'''
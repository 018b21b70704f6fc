//! Cost stack composition.
//!
//! Stages run in the mandated order, each on the running subtotal:
//!
//! 1. allowance = fee × allowance_rate
//! 2. guild contribution = (fee + allowance) × guild_rate
//! 3. taxable base = fee + allowance + contribution
//! 4. tax = taxable base × tax_rate
//! 5. total = taxable base + tax
//!
//! The guild contribution is part of the taxable base (VAT applies to it).

use rust_decimal::Decimal;

use crate::domain::{FeeBreakdown, RegulationParams};

pub fn compose(professional_fee: Decimal, params: &RegulationParams) -> FeeBreakdown {
    let allowance = professional_fee * params.allowance_rate;
    let guild_contribution = (professional_fee + allowance) * params.guild_rate;
    let taxable_base = professional_fee + allowance + guild_contribution;
    let tax = taxable_base * params.tax_rate;
    let total = taxable_base + tax;

    FeeBreakdown {
        professional_fee,
        allowance,
        guild_contribution,
        taxable_base,
        tax,
        total,
    }
}

#[cfg(test)]
mod tests {
    use super::*;
    use rust_decimal_macros::dec;

    #[test]
    fn stack_follows_mandated_order() {
        let b = compose(dec!(1000), &RegulationParams::default());
        assert_eq!(b.allowance, dec!(150));
        assert_eq!(b.guild_contribution, dec!(46));
        assert_eq!(b.taxable_base, dec!(1196));
        assert_eq!(b.tax, dec!(263.12));
        assert_eq!(b.total, dec!(1459.12));
        assert!(b.is_consistent());
    }

    #[test]
    fn tax_is_never_on_bare_fee() {
        let params = RegulationParams::default();
        let b = compose(dec!(1215), &params);
        assert_ne!(b.tax, dec!(1215) * params.tax_rate);
        assert_eq!(b.tax, b.taxable_base * params.tax_rate);
    }

    #[test]
    fn composition_identity_holds_exactly() {
        let params = RegulationParams::default();
        for fee in [dec!(0), dec!(0.01), dec!(1.3), dec!(333.333), dec!(1579.5), dec!(13500)] {
            let b = compose(fee, &params);
            assert!(b.is_consistent(), "identity broken for {fee}");
            assert!(b.allowance >= Decimal::ZERO && b.tax >= Decimal::ZERO);
        }
    }

    #[test]
    fn zero_rates_disable_stages() {
        let params = RegulationParams {
            guild_rate: Decimal::ZERO,
            ..RegulationParams::default()
        };
        let b = compose(dec!(1000), &params);
        assert_eq!(b.guild_contribution, Decimal::ZERO);
        assert_eq!(b.taxable_base, dec!(1150));
    }
}
//! Notification channel for delivering quote documents.
//!
//! Only a simulated mailer exists: it validates the recipient, logs what
//! would have been sent and reports success. No network I/O is performed.

use chrono::Local;
use tracing::info;

use crate::domain::has_valid_email;
use crate::error::AppError;

/// Result of handing a document to a channel.
#[derive(Debug, Clone, PartialEq, Eq)]
pub struct Delivery {
    pub recipient: String,
    pub subject: String,
    /// True when nothing actually left the machine.
    pub simulated: bool,
    pub message: String,
}

pub trait Notifier {
    fn send_quote(&self, recipient: &str, client_name: &str, document: &[u8]) -> Result<Delivery, AppError>;
}

#[derive(Debug, Clone)]
pub struct SimulatedMailer {
    sender: String,
}

impl SimulatedMailer {
    pub fn new(sender: impl Into<String>) -> Self {
        Self { sender: sender.into() }
    }
}

impl Notifier for SimulatedMailer {
    fn send_quote(&self, recipient: &str, client_name: &str, document: &[u8]) -> Result<Delivery, AppError> {
        if !has_valid_email(recipient) {
            return Err(AppError::new(
                4,
                format!("'{recipient}' does not look like a valid email address; sending is disabled."),
            ));
        }

        let subject = format!("Preventivo Servizi Legali - {}", Local::now().format("%d/%m/%Y"));
        info!(
            from = %self.sender,
            to = %recipient,
            subject = %subject,
            client = %client_name,
            bytes = document.len(),
            "simulated email delivery"
        );

        Ok(Delivery {
            recipient: recipient.to_string(),
            subject,
            simulated: true,
            message: format!("Simulated delivery to {recipient} completed (development mode)."),
        })
    }
}

#[cfg(test)]
mod tests {
    use super::*;

    #[test]
    fn simulated_delivery_succeeds_for_valid_address() {
        let mailer = SimulatedMailer::new("studio@example.com");
        let delivery = mailer.send_quote("cliente@example.it", "Mario Rossi", b"doc").unwrap();
        assert!(delivery.simulated);
        assert_eq!(delivery.recipient, "cliente@example.it");
        assert!(delivery.subject.starts_with("Preventivo Servizi Legali - "));
    }

    #[test]
    fn invalid_address_is_refused() {
        let mailer = SimulatedMailer::new("studio@example.com");
        let err = mailer.send_quote("cliente@", "Mario Rossi", b"doc").unwrap_err();
        assert_eq!(err.exit_code(), 4);
    }
}
//! Rendering of quotations: terminal summaries and the quote document.

pub mod document;
pub mod format;

pub use document::*;
pub use format::*;
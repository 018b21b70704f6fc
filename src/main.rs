use std::process::ExitCode;

fn main() -> ExitCode {
    match tariffa::app::run() {
        Ok(()) => ExitCode::SUCCESS,
        Err(err) => {
            eprintln!("{err}");
            ExitCode::from(err.exit_code())
        }
    }
}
'''
▸ REQUIRED ACTION
Where does the word "ExitCode" occur in the data? Copy every line that has it.

▸ SOLUTION
use std::process::ExitCode;
fn main() -> ExitCode {
        Ok(()) => ExitCode::SUCCESS,
            ExitCode::from(err.exit_code())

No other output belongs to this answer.